MMA Coach Pete Panos 

This episode is a conversation with MMA Coach Pete Panos from UPRISE MMA in Los Angeles, CA, about finding calm during a fight and balancing the physical and the mental aspects of training.

Many non-crucial details of emergency medical cases, like when a case happened or the age or gender of the patient, have been changed randomly to preserve patient confidentiality. As always with the Emergency Mind Podcast, the goal is not to provide medical advice or commentary on medical care, but to explore best practices and ways that we can all improve how we think during an emergency and apply knowledge under pressure. Additionally, the views expressed on the podcast are personal views and do not represent the views of the employers or organizations at which we work.

01:30— Details about the mixed martial arts school Coach Pete runs on the westside of Los Angeles, CA, called UPRISE MMA can be found here or on Instagram at @uprisemma. Details about Artbar LA, the art and music venue next door, can be found here or on Instagram at @artbarla.

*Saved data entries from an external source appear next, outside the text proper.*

use std::collections::HashMap;

use proptest::prelude::*;
use tenq_core::{DequeueResult, FairQueue, PutError, TenantKey};

#[derive(Clone, Debug)]
enum Op {
    Put(u8),
    Next,
}

fn op() -> impl Strategy<Value = Op> {
    prop_oneof![
        3 => (0u8..4).prop_map(Op::Put),
        2 => Just(Op::Next),
    ]
}

fn tenant(id: u8) -> TenantKey {
    TenantKey::from(format!("t{id}"))
}

proptest! {
    #[test]
    fn per_tenant_order_is_preserved(ops in prop::collection::vec(op(), 0..200), capacity in 1usize..8) {
        let queue = FairQueue::with_capacity(capacity);
        let mut sent: HashMap<TenantKey, Vec<u64>> = HashMap::new();
        let mut received: HashMap<TenantKey, Vec<u64>> = HashMap::new();
        let mut seq = 0u64;

        for op in ops {
            match op {
                Op::Put(id) => {
                    seq += 1;
                    if queue.put(tenant(id), seq).is_ok() {
                        sent.entry(tenant(id)).or_default().push(seq);
                    }
                }
                Op::Next => {
                    if let DequeueResult::Message(message) = queue.next() {
                        received.entry(message.tenant).or_default().push(message.payload);
                    }
                }
            }
        }
        while let DequeueResult::Message(message) = queue.next() {
            received.entry(message.tenant).or_default().push(message.payload);
        }

        prop_assert_eq!(sent, received);
        prop_assert!(queue.is_empty());
    }

    #[test]
    fn buffered_count_never_exceeds_capacity(ops in prop::collection::vec(op(), 0..200), capacity in 1usize..6) {
        let queue = FairQueue::with_capacity(capacity);
        for op in ops {
            match op {
                Op::Put(id) => {
                    let before = queue.pending_for(&tenant(id));
                    match queue.put(tenant(id), 0) {
                        Ok(()) => prop_assert!(before < capacity),
                        Err(PutError::BufferFull(rejected)) => {
                            prop_assert_eq!(rejected, tenant(id));
                            prop_assert_eq!(before, capacity);
                        }
                        Err(PutError::Closed) => prop_assert!(false, "queue was never closed"),
                    }
                }
                Op::Next => {
                    let _ = queue.next();
                }
            }
            for id in 0..4 {
                prop_assert!(queue.pending_for(&tenant(id)) <= capacity);
            }
        }
    }

    #[test]
    fn every_backlogged_tenant_served_within_one_rotation(backlog in prop::collection::vec(1usize..5, 1..6)) {
        let queue = FairQueue::with_capacity(8);
        for (id, &count) in backlog.iter().enumerate() {
            for i in 0..count {
                prop_assert!(queue.put(tenant(id as u8), i as u64).is_ok());
            }
        }

        let ring_len = backlog.len();
        let rounds = *backlog.iter().min().unwrap_or(&0);
        for _ in 0..rounds {
            let mut seen = Vec::new();
            for _ in 0..ring_len {
                match queue.next() {
                    DequeueResult::Message(message) => seen.push(message.tenant),
                    other => prop_assert!(false, "unexpected {:?}", other),
                }
            }
            seen.sort();
            seen.dedup();
            prop_assert_eq!(seen.len(), ring_len);
        }
    }
}
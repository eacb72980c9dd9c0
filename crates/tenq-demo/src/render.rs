use std::collections::BTreeSet;
use std::fmt::Write;

use tenq_core::TenantKey;

use crate::harness::Timeline;

/// One row per tenant, sorted by name. Each step contributes a `+` per event
/// and pads with `.` up to the busiest tenant of that step, so columns line
/// up across rows.
pub fn render_pattern(timeline: &Timeline) -> String {
    let tenants: BTreeSet<&TenantKey> = timeline
        .steps
        .iter()
        .flat_map(|step| step.keys())
        .collect();
    let widths: Vec<usize> = timeline
        .steps
        .iter()
        .map(|step| step.values().copied().max().unwrap_or(0))
        .collect();

    let mut out = String::new();
    for tenant in tenants {
        let _ = write!(out, "{tenant}: ");
        for (step, width) in timeline.steps.iter().zip(&widths) {
            let count = step.get(tenant).copied().unwrap_or(0);
            out.push_str(&"+".repeat(count));
            out.push_str(&".".repeat(width - count));
        }
        out.push('\n');
    }
    out
}
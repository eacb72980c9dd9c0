use std::fmt;
use std::time::Duration;

/// Identity of a message owner; the unit of fairness isolation.
#[derive(Clone, Debug, PartialEq, Eq, Hash, PartialOrd, Ord)]
pub struct TenantKey(String);

impl From<&str> for TenantKey {
    fn from(value: &str) -> Self {
        Self(value.to_string())
    }
}

impl From<String> for TenantKey {
    fn from(value: String) -> Self {
        Self(value)
    }
}

impl TenantKey {
    pub fn as_str(&self) -> &str {
        &self.0
    }
}

impl fmt::Display for TenantKey {
    fn fmt(&self, f: &mut fmt::Formatter<'_>) -> fmt::Result {
        f.write_str(&self.0)
    }
}

/// A payload tagged with the tenant that produced it.
///
/// Queues take messages by value and give them back by value, so nothing
/// outside the queue can observe a buffered message.
#[derive(Clone, Debug, PartialEq, Eq)]
pub struct Message<T = u64> {
    pub tenant: TenantKey,
    pub payload: T,
}

impl<T> Message<T> {
    pub fn new(tenant: impl Into<TenantKey>, payload: T) -> Self {
        Self {
            tenant: tenant.into(),
            payload,
        }
    }

    pub fn into_parts(self) -> (TenantKey, T) {
        (self.tenant, self.payload)
    }
}

/// Queue construction parameters.
#[derive(Clone, Debug, PartialEq, Eq)]
pub struct QueueConfig {
    /// Capacity of each tenant buffer (fair) or of the shared buffer (fifo).
    pub buffer_capacity: usize,
}

impl QueueConfig {
    pub const DEFAULT_CAPACITY: usize = 50;

    pub fn new(buffer_capacity: usize) -> Self {
        Self { buffer_capacity }
    }

    pub fn validate(&self) -> Result<(), ConfigError> {
        if self.buffer_capacity == 0 {
            return Err(ConfigError::ZeroCapacity);
        }
        Ok(())
    }
}

impl Default for QueueConfig {
    fn default() -> Self {
        Self::new(Self::DEFAULT_CAPACITY)
    }
}

#[derive(Clone, Debug, PartialEq, Eq, thiserror::Error)]
pub enum ConfigError {
    #[error("buffer capacity must be at least 1")]
    ZeroCapacity,
}

/// Reason a `put` did not admit its message. The message is dropped.
#[derive(Clone, Debug, PartialEq, Eq, thiserror::Error)]
pub enum PutError {
    /// The target buffer was at capacity when the call was made.
    #[error("buffer full for tenant `{0}`")]
    BufferFull(TenantKey),
    /// The queue was closed and admits no more work.
    #[error("queue closed")]
    Closed,
}

#[derive(Clone, Debug, PartialEq, Eq)]
pub enum DequeueResult<T> {
    /// A message selected by the queue's policy.
    Message(Message<T>),
    /// Nothing is pending right now.
    Empty,
    /// The queue was closed and every pending message has been delivered.
    Closed,
}

impl<T> DequeueResult<T> {
    pub fn into_message(self) -> Option<Message<T>> {
        match self {
            DequeueResult::Message(message) => Some(message),
            DequeueResult::Empty | DequeueResult::Closed => None,
        }
    }
}

#[derive(Clone, Debug, Default, PartialEq, Eq)]
pub struct QueueStats {
    /// Messages admitted by `put`.
    pub enqueued: u64,
    /// Messages handed out by `next`/`recv`.
    pub dequeued: u64,
    /// `put` calls refused with `BufferFull`.
    pub rejected: u64,
    /// Messages currently buffered.
    pub pending: u64,
    /// Tenants ever seen (always 0 for the FIFO queue).
    pub tenants: u64,
}

/// Scheduling policy shared by every queue.
///
/// `next` follows the policy's own blocking contract: it never waits on the
/// fair queue and waits for data on the FIFO queue. `recv` always waits.
pub trait Queue<T>: Send + Sync {
    /// Admits a message without blocking, or reports why it was dropped.
    fn put(&self, tenant: TenantKey, payload: T) -> Result<(), PutError>;

    /// Selects one message according to the policy.
    fn next(&self) -> DequeueResult<T>;

    /// Selects one message without ever waiting; `Empty` when nothing is
    /// pending.
    fn try_next(&self) -> DequeueResult<T>;

    /// Whether no message is buffered at the moment of the call.
    fn is_empty(&self) -> bool;

    /// Waits until a message is available or the queue is closed and drained.
    fn recv(&self) -> DequeueResult<T>;

    /// Like [`Queue::recv`] but gives up with `Empty` after `timeout`.
    fn recv_timeout(&self, timeout: Duration) -> DequeueResult<T>;

    /// Stops admitting messages and wakes blocked receivers. Idempotent.
    fn close(&self);

    fn is_closed(&self) -> bool;

    fn stats(&self) -> QueueStats;
}
//! Step-driven harness for the `tenq-core` queues.
//!
//! A [`Scenario`] is a list of steps, each a burst of messages. [`drive`]
//! feeds one step per iteration and consumes at most one message per
//! iteration, and [`render_pattern`] turns the recorded counts into one
//! ASCII row per tenant.

mod harness;
mod render;
mod scenario;

pub use harness::{RunReport, Timeline, drive};
pub use render::render_pattern;
pub use scenario::{Scenario, ScenarioError, ScenarioFile};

03:10—There are a large, large number of different types of martial arts. In this podcast, we focus on primarily on two styles: Muay Thai (a primarily striking art) and Brazilian Jiu Jitsu (a grappling art). Mixed Martial Arts (MMA) refers to a hybrid style of multiple martial arts which involves elements of both striking and grappling.

 

06:15—Other activities (like yoga or surfing for instance) certainly also have the deep and rich internal components found in martial arts. That said, in martial arts the connection between inner (mental / spiritual) and outer (physical) training is particularly strong and important. In the more traditional martial arts, this connection has been explored in books like The 20 Guiding Principles of Karate-Do, by Gichin Funakoshi, The Book of Five Rings, by Miyamoto Musashi, or Zen in the Martial Arts, by Joe Hyams.

 

08:30—The single mindedness approach to a complex and potentially dangerous situation that Coach Pete is describing here is obviously important during emergencies in generaly. While there might not always be a literal punch coming at you, if your attention is divided you will not perform your best. Martial arts training has the distinct advantage in teaching this idea because the gap between stimulus (divided attention) and response (getting punched) is particularly short and obvious. The question is how to be mindful of this in other realms like business or emergency care where the linkage between divided attention and suboptimal outcome might less obvious (though no less true).

 

10:15—I really enjoy this meditation instruction that Coach Pete describes: just focus on your breath and if a thought arises, just let it float on down a river.

 

12:05—In Episode 03, Dr. Andrea Austin digs into some of the connections between breath and performance when she talks about “tactical” or “box” breathing. Check out 39:49 or so. Coach Pete’s instruction to just remember to breathe and to find the moments to take a deep breath in the middle of whatever is happening is also simple and useful. It’s also something he routinely reminds me of during our Jiu Jitsu practice.

 

15:37—We don’t get into it at all this episode but there’s a deep connection between facial expression, emotion, and performance that is explored deeply in the excellent book The Hour Between Dog and Wolf by John Coates. There’s some really interesting science behind Coach Pete’s suggestions here, reflecting the broader ideas that physical techniques (breathing, posture, or anchor movements, for example) can profoundly alter our response to stress and pressure.

 

20:45—There’s a wonderful Japanese proverb that captures this idea. “Fall down seven times, get up eight.”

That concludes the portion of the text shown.